▸ **PROBLEM**
Repeat exactly, and only, the lines of the entries below from the one with "fn restore(saved: &[libc::sigaction;" through the one with "if libc::sigaction(*signal, action, ptr::null_mut())", both ends included.

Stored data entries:

-=-=-

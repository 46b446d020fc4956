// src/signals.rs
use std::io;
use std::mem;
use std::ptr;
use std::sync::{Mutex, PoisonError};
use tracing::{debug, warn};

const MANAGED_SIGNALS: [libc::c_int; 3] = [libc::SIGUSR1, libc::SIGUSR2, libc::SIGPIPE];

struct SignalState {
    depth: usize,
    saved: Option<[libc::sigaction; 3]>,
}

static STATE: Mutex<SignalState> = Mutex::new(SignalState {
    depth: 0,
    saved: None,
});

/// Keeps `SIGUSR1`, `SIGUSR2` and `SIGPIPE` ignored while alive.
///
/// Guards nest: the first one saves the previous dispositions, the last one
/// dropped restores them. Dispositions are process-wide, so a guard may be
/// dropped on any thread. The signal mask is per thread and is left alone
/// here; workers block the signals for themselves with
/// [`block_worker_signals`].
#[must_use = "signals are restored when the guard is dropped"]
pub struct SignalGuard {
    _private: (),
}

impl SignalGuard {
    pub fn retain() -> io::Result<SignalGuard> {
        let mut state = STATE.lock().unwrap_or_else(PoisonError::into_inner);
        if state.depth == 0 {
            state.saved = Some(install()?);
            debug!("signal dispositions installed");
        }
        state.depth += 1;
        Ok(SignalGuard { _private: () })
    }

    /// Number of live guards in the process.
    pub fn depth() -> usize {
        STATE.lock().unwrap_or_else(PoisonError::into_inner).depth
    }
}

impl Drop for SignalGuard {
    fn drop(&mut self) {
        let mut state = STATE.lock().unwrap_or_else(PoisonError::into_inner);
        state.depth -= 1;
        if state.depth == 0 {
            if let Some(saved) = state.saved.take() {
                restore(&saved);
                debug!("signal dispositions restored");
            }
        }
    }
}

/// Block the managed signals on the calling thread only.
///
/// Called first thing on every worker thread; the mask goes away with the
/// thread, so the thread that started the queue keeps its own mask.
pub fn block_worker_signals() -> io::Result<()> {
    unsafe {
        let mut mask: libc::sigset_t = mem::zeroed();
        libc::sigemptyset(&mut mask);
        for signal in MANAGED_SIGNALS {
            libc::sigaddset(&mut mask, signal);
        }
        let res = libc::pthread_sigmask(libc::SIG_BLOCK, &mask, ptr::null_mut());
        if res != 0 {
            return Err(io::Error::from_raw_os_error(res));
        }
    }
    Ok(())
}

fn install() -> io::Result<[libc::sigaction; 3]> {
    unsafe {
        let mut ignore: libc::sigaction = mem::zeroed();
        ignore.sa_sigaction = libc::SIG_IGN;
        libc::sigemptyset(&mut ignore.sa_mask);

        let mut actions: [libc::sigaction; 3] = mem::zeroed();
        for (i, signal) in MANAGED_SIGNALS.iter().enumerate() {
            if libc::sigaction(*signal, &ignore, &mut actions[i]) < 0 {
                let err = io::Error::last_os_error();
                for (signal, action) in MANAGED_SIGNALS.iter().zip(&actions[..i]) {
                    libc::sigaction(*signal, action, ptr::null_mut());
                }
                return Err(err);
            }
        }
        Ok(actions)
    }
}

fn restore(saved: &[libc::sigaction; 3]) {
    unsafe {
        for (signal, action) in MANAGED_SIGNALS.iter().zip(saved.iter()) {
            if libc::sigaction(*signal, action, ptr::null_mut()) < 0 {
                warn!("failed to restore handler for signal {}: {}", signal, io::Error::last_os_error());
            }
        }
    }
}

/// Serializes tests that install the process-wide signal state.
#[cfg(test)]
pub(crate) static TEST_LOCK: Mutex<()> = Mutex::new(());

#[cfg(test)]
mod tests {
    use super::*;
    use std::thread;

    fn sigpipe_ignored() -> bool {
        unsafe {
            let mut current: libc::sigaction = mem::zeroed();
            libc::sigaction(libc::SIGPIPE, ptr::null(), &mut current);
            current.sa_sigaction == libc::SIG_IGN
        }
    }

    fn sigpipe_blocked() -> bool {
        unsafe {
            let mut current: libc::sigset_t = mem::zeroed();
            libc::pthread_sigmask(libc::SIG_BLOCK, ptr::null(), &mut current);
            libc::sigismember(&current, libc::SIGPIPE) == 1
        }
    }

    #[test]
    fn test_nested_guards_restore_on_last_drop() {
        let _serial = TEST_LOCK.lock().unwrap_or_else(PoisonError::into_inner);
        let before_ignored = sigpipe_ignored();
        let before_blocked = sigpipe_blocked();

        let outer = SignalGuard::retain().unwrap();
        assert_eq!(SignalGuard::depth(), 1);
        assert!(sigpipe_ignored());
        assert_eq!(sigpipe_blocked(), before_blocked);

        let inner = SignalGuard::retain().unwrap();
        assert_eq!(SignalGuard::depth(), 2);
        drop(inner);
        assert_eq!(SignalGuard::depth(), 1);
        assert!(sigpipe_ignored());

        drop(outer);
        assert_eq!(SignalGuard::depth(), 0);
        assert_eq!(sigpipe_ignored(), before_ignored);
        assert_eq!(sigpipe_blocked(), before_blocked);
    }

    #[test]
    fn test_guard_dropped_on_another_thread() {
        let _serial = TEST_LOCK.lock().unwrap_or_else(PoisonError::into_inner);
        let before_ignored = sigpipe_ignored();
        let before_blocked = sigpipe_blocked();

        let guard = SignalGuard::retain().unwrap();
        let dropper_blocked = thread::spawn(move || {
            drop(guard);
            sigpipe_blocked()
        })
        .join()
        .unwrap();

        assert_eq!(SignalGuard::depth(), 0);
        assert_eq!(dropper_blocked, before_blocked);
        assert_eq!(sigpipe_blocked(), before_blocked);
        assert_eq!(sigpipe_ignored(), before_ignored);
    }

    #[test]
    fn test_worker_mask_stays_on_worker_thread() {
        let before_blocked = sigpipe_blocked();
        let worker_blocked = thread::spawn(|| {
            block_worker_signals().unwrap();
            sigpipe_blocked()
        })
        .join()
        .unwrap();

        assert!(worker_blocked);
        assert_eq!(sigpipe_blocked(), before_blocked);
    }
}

-=-=-

▸ **EXERCISE ANSWER**
fn restore(saved: &[libc::sigaction; 3]) {
    unsafe {
        for (signal, action) in MANAGED_SIGNALS.iter().zip(saved.iter()) {
            if libc::sigaction(*signal, action, ptr::null_mut()) < 0 {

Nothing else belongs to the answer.